# Dataset entries:
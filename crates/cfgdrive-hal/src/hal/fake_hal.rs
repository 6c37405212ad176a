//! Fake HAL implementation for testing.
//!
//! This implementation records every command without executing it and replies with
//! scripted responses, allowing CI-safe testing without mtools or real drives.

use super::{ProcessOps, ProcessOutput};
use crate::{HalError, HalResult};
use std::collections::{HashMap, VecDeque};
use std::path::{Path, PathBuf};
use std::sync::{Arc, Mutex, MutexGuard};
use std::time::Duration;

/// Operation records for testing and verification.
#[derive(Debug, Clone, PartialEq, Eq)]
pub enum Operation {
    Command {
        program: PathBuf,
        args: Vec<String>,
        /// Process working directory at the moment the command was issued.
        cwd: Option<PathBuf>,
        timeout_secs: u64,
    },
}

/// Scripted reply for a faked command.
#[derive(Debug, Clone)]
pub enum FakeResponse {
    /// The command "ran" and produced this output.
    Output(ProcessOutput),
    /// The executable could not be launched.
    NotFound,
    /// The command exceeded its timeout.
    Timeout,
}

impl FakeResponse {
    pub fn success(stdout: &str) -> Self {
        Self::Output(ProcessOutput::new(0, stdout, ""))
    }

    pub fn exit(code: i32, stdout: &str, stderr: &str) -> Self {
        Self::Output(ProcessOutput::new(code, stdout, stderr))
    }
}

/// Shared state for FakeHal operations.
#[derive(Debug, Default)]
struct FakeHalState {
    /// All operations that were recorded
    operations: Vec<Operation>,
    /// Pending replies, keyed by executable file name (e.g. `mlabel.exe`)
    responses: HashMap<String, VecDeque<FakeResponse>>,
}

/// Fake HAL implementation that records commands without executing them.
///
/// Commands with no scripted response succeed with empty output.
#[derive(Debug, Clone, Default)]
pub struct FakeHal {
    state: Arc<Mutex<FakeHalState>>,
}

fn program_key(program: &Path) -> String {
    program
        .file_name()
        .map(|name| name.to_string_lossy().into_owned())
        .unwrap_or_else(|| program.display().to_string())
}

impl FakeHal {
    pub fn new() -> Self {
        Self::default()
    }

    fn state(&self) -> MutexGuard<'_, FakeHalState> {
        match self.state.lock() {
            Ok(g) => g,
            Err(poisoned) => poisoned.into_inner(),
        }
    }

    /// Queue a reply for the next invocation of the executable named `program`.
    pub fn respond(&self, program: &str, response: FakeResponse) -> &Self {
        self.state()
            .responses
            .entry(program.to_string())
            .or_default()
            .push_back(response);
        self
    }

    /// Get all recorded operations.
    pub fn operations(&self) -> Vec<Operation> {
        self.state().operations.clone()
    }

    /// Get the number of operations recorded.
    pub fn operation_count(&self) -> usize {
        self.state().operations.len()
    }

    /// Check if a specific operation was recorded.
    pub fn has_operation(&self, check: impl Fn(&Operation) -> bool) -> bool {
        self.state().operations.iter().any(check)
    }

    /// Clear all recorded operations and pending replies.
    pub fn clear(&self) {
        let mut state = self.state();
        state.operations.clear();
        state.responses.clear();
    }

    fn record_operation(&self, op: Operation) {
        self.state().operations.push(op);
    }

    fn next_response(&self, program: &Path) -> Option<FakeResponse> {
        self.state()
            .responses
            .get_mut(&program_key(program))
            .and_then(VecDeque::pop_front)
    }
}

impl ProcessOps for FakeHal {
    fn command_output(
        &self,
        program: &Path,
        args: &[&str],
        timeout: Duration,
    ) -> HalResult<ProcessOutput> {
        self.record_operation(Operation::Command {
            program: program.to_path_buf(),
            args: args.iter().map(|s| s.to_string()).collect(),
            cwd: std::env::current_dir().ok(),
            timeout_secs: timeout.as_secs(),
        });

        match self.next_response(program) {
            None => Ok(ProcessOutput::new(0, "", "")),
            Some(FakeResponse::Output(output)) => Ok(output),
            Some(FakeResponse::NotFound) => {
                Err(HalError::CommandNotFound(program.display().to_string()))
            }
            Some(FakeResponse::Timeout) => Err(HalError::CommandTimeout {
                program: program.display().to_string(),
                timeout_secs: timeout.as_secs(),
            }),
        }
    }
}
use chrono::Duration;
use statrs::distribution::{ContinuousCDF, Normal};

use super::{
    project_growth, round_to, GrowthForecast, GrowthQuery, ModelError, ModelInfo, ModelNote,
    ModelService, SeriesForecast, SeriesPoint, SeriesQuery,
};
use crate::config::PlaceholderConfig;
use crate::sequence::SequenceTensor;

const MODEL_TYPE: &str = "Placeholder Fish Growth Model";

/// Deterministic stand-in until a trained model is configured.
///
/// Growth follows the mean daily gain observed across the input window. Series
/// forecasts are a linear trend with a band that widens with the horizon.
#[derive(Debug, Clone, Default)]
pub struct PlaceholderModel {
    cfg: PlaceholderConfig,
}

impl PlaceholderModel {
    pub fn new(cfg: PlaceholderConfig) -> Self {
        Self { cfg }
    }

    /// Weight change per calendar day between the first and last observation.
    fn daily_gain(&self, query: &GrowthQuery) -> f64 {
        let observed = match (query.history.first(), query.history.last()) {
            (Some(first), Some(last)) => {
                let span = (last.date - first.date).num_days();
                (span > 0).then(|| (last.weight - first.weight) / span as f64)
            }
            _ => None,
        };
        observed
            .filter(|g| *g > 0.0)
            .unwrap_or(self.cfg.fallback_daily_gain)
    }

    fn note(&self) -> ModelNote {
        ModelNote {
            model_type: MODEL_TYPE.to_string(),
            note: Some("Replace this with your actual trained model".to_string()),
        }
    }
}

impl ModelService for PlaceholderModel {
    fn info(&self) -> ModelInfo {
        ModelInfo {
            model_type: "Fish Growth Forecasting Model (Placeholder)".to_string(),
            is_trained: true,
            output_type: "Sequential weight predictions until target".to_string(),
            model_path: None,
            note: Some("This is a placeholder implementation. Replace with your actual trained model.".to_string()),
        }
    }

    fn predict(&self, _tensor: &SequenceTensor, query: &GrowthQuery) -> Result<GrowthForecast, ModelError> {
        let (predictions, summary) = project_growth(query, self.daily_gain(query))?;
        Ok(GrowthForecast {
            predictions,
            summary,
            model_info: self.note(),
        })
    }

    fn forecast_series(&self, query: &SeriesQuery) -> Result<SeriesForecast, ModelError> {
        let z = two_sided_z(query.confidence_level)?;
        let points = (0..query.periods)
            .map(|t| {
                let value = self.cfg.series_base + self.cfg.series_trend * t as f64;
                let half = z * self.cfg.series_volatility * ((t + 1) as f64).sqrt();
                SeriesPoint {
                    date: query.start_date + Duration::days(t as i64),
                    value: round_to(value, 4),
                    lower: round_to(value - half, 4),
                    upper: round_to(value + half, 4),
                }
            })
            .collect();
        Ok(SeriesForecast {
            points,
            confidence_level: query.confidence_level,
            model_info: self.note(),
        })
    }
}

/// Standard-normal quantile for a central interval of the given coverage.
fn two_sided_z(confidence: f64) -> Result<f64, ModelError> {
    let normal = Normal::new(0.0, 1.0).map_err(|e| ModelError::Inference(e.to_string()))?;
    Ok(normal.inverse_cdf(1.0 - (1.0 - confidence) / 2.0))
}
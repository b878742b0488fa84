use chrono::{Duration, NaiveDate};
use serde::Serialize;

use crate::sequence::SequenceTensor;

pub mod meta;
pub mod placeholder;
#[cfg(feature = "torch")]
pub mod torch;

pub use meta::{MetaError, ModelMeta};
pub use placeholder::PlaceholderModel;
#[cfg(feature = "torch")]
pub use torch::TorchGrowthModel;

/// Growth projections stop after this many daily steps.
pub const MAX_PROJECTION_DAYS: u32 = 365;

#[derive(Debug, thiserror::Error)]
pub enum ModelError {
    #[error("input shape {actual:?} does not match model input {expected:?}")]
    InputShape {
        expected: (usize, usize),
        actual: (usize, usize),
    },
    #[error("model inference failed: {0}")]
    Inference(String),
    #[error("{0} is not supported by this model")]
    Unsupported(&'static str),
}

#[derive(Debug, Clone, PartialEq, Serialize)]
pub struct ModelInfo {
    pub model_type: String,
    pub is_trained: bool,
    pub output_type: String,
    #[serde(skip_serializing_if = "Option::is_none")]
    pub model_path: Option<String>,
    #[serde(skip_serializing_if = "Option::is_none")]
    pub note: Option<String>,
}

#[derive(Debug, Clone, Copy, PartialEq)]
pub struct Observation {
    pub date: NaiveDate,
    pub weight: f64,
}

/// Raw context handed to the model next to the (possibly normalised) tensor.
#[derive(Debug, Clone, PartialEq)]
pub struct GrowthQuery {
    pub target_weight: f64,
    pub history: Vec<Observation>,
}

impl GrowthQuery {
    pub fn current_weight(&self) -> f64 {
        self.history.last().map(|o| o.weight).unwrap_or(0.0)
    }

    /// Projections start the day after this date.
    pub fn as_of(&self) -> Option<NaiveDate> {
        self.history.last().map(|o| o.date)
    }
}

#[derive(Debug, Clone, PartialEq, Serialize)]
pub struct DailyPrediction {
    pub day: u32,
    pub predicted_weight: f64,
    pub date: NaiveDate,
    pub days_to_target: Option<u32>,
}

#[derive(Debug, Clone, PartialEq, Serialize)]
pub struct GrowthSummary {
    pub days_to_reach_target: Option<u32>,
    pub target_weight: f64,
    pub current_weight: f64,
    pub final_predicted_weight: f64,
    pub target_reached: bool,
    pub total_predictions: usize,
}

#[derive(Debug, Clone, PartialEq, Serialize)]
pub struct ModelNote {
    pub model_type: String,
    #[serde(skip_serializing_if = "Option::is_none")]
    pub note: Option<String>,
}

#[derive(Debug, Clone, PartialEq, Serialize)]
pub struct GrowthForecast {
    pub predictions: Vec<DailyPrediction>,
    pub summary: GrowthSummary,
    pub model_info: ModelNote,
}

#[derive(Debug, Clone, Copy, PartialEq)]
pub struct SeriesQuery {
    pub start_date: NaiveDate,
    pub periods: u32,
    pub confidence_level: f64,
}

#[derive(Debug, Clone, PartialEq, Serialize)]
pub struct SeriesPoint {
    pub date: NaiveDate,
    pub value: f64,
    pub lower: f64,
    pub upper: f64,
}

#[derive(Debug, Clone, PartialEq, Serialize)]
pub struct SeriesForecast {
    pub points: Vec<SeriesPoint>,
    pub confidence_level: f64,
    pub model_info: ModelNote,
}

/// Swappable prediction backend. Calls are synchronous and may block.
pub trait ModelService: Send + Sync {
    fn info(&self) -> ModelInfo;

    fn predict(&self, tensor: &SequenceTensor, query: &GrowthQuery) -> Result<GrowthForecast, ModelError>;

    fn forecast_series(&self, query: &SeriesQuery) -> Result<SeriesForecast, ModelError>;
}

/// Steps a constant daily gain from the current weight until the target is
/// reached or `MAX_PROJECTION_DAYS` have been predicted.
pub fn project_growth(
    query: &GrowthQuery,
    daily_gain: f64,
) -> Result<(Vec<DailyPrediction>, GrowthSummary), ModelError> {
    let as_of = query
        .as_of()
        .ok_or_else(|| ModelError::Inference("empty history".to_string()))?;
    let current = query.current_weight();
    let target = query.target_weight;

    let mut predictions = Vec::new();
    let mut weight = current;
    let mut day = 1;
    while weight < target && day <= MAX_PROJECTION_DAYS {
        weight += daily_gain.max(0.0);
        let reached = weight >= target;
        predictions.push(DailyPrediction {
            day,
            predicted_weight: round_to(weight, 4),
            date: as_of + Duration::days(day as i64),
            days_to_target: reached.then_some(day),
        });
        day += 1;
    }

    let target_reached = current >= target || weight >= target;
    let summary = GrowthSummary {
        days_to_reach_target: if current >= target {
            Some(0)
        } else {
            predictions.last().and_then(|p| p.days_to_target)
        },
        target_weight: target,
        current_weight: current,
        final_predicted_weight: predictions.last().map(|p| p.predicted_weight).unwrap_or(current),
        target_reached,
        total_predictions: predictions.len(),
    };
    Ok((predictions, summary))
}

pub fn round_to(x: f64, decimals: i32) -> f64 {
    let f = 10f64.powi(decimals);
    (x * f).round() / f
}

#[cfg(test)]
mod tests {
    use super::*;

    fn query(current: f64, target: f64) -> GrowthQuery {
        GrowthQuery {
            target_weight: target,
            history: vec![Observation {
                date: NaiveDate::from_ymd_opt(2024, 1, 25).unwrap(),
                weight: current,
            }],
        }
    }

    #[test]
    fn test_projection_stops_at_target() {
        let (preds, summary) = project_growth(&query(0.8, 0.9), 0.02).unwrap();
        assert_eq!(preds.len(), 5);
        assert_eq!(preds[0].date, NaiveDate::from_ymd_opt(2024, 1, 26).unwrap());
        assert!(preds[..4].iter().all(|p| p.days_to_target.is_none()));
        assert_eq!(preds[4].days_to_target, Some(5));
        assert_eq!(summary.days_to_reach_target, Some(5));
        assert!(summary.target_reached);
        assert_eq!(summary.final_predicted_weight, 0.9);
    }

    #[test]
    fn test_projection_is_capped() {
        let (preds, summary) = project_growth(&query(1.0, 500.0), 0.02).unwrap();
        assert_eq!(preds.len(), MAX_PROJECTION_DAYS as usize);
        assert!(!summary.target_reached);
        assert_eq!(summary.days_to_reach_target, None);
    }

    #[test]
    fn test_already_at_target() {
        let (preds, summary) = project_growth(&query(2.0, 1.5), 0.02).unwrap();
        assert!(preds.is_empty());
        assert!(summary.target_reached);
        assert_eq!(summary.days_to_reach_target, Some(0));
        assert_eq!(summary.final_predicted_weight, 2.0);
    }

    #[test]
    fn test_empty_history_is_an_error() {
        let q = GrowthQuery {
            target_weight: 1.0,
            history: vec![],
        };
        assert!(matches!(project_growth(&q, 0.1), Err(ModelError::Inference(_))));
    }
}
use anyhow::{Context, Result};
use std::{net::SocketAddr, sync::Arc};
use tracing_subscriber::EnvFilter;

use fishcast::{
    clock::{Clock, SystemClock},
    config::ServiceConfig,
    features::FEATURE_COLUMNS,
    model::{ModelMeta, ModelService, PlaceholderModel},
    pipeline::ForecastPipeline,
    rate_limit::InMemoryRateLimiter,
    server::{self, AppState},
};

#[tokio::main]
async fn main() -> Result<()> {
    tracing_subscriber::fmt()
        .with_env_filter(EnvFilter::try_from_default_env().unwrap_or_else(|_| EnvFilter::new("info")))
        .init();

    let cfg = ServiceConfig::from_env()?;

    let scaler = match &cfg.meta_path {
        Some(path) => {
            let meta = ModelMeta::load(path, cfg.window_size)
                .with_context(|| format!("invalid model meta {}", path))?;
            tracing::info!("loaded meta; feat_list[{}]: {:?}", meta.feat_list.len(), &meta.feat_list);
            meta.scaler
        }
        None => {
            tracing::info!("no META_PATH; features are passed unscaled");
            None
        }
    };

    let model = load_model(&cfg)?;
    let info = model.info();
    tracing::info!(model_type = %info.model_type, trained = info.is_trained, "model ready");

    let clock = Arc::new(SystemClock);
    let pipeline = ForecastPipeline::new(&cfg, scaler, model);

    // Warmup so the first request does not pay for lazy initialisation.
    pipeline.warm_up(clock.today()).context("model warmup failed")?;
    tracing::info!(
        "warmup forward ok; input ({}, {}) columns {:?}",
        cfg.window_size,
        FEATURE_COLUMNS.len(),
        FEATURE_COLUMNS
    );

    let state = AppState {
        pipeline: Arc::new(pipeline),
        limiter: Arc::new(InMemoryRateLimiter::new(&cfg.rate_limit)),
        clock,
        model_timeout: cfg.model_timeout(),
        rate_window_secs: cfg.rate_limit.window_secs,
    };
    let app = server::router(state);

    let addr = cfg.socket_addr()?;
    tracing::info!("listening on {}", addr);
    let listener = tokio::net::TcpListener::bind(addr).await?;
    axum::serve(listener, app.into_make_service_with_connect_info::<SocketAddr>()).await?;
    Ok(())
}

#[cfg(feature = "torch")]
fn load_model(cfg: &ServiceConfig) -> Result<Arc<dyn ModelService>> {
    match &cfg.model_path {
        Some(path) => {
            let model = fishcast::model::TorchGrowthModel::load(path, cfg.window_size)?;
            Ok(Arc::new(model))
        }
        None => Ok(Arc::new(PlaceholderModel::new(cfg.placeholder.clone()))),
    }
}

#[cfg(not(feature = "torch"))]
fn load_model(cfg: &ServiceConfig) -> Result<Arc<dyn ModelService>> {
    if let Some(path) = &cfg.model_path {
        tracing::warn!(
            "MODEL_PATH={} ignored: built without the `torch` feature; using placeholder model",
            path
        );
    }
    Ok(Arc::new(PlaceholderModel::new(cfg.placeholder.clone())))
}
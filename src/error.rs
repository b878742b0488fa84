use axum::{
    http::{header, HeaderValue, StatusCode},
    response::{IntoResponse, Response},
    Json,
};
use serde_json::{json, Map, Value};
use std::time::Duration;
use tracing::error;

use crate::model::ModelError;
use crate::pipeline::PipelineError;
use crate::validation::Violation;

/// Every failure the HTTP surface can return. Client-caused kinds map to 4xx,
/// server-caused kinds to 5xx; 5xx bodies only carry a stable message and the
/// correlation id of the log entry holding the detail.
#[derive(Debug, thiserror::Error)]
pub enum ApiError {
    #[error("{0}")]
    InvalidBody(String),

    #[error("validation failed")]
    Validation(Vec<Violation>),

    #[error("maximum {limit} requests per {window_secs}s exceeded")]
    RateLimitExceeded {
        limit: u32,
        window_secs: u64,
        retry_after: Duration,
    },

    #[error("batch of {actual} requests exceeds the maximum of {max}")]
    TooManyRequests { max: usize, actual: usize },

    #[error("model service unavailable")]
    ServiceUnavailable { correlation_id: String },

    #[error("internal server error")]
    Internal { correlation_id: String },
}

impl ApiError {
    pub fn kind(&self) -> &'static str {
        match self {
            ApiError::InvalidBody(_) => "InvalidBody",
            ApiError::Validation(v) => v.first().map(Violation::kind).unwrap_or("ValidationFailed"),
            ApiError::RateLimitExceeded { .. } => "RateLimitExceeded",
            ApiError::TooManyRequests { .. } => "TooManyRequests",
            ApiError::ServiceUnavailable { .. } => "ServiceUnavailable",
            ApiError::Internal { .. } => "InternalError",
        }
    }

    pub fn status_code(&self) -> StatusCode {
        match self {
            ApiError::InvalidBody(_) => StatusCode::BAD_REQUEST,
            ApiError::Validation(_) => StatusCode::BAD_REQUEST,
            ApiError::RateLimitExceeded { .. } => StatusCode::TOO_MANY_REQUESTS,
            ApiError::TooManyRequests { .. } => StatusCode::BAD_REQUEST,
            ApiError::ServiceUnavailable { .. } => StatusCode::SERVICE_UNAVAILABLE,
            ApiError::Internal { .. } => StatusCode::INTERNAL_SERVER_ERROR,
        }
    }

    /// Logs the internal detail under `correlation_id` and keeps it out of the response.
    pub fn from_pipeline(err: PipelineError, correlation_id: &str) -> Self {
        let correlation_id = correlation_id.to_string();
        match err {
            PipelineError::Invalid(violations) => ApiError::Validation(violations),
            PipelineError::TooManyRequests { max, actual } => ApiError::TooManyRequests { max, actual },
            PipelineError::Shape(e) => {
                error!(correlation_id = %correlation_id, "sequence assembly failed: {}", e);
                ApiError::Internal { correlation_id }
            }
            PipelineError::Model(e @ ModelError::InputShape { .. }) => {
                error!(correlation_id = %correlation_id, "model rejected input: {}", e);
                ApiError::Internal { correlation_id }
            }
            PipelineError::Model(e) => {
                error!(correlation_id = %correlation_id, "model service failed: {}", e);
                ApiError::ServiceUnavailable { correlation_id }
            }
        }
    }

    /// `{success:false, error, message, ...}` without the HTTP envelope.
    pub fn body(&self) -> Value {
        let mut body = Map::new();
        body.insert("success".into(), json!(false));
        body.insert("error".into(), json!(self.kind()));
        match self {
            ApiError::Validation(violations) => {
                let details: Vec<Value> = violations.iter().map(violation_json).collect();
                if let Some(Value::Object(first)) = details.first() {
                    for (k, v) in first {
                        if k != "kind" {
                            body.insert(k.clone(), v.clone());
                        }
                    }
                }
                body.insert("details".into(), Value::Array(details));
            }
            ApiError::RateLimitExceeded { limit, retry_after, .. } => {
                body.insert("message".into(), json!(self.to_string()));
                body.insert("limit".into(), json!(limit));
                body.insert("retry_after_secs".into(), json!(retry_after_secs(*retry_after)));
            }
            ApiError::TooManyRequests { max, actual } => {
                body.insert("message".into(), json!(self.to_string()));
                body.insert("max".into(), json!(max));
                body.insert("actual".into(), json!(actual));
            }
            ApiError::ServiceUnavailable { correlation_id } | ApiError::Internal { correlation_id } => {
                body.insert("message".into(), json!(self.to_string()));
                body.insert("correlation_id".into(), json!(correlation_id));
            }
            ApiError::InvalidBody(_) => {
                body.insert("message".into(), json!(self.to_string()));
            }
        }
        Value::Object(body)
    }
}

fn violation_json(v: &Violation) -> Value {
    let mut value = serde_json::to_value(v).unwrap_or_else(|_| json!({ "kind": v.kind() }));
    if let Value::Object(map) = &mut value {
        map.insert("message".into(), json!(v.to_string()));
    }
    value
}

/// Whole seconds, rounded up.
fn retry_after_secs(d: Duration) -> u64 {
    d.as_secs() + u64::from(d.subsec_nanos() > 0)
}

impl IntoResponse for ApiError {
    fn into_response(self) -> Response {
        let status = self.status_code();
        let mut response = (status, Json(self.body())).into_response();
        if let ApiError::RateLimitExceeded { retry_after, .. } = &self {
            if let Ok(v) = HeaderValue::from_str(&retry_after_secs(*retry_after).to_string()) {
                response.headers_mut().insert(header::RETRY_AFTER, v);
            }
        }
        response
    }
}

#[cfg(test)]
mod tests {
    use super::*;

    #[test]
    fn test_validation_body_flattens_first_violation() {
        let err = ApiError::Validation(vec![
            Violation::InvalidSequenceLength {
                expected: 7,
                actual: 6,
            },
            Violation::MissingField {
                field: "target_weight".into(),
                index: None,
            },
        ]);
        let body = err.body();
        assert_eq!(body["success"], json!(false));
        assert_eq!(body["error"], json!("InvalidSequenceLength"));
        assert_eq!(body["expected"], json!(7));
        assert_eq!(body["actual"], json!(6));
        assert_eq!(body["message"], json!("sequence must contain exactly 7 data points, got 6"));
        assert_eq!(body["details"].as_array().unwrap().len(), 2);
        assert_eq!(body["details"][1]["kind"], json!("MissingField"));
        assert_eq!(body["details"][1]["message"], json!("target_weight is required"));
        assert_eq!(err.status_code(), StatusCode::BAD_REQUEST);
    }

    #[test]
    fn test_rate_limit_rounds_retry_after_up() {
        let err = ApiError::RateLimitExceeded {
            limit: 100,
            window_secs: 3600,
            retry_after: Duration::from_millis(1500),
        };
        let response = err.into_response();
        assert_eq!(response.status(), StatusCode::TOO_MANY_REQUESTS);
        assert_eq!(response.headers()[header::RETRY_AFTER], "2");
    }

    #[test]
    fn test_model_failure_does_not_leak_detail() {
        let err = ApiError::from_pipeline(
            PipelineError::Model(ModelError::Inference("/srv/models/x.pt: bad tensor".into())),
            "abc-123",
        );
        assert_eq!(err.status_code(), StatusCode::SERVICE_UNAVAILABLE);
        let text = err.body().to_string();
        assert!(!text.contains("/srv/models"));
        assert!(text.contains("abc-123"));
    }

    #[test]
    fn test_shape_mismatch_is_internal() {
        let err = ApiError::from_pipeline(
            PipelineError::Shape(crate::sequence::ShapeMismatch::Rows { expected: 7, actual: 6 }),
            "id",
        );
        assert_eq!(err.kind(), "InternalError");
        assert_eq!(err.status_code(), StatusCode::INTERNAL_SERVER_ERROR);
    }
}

# Exercise:
The expected output is every line of the records in which the string "ModelMeta" appears.

# Response:
pub use meta::{MetaError, ModelMeta};
    model::{ModelMeta, ModelService, PlaceholderModel},
            let meta = ModelMeta::load(path, cfg.window_size)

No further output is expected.